EXERCISE GOAL -
Output range, inclusive: from the line containing "Supported Shape Families" to the line containing "pub fn from_designation(designation: &str)". Restate those lines from the data below word for word and only those.

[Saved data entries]
------------------------------------------------

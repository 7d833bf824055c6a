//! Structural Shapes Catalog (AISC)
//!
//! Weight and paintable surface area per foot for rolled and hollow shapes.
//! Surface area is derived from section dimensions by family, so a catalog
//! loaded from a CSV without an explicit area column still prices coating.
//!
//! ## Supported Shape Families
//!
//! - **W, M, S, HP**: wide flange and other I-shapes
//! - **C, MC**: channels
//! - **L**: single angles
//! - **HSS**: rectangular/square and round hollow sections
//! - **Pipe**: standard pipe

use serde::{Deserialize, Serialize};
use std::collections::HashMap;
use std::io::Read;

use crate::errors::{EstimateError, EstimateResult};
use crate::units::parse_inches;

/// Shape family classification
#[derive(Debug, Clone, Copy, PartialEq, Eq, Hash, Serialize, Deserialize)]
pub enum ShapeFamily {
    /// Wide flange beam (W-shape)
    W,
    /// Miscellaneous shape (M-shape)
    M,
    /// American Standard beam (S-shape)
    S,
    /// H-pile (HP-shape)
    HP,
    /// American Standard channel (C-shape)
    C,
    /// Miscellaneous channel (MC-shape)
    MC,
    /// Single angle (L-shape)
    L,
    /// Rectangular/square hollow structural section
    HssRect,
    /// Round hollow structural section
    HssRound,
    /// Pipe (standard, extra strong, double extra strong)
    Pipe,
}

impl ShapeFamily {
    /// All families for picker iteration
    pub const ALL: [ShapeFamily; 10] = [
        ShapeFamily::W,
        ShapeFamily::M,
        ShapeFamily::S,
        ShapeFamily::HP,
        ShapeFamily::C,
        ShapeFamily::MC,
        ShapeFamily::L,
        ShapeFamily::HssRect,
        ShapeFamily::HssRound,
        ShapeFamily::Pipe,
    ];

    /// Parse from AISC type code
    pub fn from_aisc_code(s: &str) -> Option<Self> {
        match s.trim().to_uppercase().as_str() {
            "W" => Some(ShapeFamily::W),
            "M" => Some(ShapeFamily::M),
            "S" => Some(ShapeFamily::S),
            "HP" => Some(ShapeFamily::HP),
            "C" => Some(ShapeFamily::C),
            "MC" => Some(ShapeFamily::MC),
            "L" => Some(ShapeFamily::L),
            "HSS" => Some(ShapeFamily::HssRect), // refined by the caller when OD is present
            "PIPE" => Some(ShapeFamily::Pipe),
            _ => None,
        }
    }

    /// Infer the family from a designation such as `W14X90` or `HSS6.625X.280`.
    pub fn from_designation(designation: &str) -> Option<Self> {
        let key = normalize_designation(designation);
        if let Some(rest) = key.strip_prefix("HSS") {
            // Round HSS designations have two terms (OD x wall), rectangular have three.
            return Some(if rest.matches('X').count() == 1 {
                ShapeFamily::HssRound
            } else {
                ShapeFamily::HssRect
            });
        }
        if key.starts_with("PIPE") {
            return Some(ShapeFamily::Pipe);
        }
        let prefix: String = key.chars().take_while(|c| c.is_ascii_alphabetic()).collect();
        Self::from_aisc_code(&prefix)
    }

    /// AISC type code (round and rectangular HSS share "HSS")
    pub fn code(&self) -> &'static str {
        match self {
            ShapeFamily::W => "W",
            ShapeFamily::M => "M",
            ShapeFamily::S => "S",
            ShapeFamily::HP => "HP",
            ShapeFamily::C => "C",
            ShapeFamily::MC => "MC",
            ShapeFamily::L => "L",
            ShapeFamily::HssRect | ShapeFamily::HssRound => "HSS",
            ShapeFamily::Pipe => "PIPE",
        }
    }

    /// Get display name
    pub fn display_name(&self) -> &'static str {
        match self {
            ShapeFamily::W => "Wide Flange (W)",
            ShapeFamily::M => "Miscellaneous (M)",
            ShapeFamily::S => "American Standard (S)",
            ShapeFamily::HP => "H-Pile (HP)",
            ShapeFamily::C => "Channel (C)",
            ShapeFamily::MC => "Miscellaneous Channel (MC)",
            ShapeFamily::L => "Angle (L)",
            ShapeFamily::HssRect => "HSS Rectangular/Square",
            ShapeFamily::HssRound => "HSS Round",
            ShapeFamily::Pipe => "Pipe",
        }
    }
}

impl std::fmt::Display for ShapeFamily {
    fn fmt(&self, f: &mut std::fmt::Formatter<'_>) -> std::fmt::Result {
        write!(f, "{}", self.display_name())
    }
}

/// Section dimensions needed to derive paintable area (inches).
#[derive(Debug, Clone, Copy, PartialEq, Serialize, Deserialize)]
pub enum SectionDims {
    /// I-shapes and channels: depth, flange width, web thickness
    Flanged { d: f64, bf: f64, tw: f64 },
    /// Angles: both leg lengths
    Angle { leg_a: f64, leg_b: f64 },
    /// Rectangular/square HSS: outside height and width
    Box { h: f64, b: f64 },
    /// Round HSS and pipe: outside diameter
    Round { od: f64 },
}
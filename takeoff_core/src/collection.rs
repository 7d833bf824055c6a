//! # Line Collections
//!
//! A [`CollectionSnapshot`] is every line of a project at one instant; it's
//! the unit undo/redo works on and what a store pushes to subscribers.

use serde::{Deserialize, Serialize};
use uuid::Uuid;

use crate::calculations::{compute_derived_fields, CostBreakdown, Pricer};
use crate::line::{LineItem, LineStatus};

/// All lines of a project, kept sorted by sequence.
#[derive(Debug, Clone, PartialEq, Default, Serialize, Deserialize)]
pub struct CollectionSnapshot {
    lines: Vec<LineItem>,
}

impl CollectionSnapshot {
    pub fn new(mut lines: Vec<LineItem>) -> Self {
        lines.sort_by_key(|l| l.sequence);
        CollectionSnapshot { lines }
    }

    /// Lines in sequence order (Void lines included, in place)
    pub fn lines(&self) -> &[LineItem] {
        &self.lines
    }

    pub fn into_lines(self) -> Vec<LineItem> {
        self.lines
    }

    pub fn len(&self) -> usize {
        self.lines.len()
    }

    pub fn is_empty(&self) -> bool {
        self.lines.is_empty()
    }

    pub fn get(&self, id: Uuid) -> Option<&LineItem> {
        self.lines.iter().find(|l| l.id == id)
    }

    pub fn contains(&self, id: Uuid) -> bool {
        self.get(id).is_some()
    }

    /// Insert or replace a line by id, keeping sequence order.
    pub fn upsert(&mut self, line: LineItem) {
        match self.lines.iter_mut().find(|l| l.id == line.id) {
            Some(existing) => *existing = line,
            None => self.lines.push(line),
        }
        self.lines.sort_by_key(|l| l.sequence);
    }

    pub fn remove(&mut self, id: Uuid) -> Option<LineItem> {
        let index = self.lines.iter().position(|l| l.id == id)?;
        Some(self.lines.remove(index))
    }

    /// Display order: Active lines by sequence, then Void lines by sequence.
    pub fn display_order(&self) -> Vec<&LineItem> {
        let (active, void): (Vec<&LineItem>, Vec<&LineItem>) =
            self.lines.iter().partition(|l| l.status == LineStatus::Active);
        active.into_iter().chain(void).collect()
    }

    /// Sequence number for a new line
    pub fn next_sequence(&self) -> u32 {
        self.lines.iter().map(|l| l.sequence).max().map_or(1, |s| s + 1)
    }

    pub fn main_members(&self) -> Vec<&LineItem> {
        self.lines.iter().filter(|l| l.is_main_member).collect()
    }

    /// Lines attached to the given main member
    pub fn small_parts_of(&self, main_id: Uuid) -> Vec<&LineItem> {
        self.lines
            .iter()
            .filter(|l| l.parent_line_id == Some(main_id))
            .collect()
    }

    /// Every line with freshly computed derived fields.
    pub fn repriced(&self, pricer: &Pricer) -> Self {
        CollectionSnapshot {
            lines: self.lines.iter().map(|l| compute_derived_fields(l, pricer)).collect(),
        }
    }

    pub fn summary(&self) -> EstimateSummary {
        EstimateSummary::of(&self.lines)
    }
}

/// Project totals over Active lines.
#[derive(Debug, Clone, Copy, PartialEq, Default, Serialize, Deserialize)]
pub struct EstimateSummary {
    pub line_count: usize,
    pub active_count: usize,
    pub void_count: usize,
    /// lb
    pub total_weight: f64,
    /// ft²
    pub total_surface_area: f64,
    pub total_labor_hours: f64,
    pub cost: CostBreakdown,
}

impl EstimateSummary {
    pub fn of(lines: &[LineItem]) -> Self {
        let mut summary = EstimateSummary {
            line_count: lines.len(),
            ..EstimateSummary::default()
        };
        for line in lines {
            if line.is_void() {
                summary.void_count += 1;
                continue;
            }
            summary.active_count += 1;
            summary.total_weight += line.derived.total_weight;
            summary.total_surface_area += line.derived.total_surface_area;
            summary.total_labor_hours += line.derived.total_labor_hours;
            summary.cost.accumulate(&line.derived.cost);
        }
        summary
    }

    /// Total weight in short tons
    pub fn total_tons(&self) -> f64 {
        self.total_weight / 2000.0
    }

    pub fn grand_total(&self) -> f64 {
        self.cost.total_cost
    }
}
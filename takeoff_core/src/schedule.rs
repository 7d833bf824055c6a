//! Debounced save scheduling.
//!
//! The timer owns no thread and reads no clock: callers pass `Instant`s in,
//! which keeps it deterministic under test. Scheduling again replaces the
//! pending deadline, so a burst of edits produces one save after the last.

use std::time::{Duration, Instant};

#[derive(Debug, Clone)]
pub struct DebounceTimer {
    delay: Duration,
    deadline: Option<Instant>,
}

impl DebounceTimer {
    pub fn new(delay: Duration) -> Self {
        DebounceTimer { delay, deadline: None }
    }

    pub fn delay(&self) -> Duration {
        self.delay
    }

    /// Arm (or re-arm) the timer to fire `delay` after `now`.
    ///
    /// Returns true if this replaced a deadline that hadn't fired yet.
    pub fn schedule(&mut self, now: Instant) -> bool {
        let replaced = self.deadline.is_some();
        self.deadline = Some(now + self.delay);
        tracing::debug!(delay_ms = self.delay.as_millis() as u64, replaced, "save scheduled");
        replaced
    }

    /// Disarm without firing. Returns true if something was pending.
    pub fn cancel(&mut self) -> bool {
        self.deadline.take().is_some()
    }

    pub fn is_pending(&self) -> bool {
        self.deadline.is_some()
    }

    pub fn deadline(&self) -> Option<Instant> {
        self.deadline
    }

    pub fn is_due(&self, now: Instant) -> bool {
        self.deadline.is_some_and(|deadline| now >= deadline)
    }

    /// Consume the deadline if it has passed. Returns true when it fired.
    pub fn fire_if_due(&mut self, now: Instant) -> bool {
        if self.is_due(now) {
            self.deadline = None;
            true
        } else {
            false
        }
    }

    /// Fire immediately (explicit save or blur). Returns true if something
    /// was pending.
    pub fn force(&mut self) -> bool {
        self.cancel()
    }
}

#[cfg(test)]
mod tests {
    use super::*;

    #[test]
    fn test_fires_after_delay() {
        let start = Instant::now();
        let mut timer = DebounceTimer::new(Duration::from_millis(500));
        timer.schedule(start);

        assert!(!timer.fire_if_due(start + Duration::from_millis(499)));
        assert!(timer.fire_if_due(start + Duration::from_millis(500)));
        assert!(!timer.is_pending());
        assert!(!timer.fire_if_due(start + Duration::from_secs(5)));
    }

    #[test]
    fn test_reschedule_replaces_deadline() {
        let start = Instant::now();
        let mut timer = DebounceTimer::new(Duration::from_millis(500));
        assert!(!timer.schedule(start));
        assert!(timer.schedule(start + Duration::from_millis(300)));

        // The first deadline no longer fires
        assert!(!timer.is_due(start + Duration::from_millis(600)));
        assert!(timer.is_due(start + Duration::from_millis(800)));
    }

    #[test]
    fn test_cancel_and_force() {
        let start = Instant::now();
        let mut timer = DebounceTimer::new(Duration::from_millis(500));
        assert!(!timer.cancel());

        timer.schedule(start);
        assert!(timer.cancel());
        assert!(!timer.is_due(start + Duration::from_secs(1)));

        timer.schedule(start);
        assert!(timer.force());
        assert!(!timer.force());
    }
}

------------------------------------------------

THE COMPLETED TASK -
//! ## Supported Shape Families
//!
//! - **W, M, S, HP**: wide flange and other I-shapes
//! - **C, MC**: channels
//! - **L**: single angles
//! - **HSS**: rectangular/square and round hollow sections
//! - **Pipe**: standard pipe

use serde::{Deserialize, Serialize};
use std::collections::HashMap;
use std::io::Read;

use crate::errors::{EstimateError, EstimateResult};
use crate::units::parse_inches;

/// Shape family classification
#[derive(Debug, Clone, Copy, PartialEq, Eq, Hash, Serialize, Deserialize)]
pub enum ShapeFamily {
    /// Wide flange beam (W-shape)
    W,
    /// Miscellaneous shape (M-shape)
    M,
    /// American Standard beam (S-shape)
    S,
    /// H-pile (HP-shape)
    HP,
    /// American Standard channel (C-shape)
    C,
    /// Miscellaneous channel (MC-shape)
    MC,
    /// Single angle (L-shape)
    L,
    /// Rectangular/square hollow structural section
    HssRect,
    /// Round hollow structural section
    HssRound,
    /// Pipe (standard, extra strong, double extra strong)
    Pipe,
}

impl ShapeFamily {
    /// All families for picker iteration
    pub const ALL: [ShapeFamily; 10] = [
        ShapeFamily::W,
        ShapeFamily::M,
        ShapeFamily::S,
        ShapeFamily::HP,
        ShapeFamily::C,
        ShapeFamily::MC,
        ShapeFamily::L,
        ShapeFamily::HssRect,
        ShapeFamily::HssRound,
        ShapeFamily::Pipe,
    ];

    /// Parse from AISC type code
    pub fn from_aisc_code(s: &str) -> Option<Self> {
        match s.trim().to_uppercase().as_str() {
            "W" => Some(ShapeFamily::W),
            "M" => Some(ShapeFamily::M),
            "S" => Some(ShapeFamily::S),
            "HP" => Some(ShapeFamily::HP),
            "C" => Some(ShapeFamily::C),
            "MC" => Some(ShapeFamily::MC),
            "L" => Some(ShapeFamily::L),
            "HSS" => Some(ShapeFamily::HssRect), // refined by the caller when OD is present
            "PIPE" => Some(ShapeFamily::Pipe),
            _ => None,
        }
    }

    /// Infer the family from a designation such as `W14X90` or `HSS6.625X.280`.
    pub fn from_designation(designation: &str) -> Option<Self> {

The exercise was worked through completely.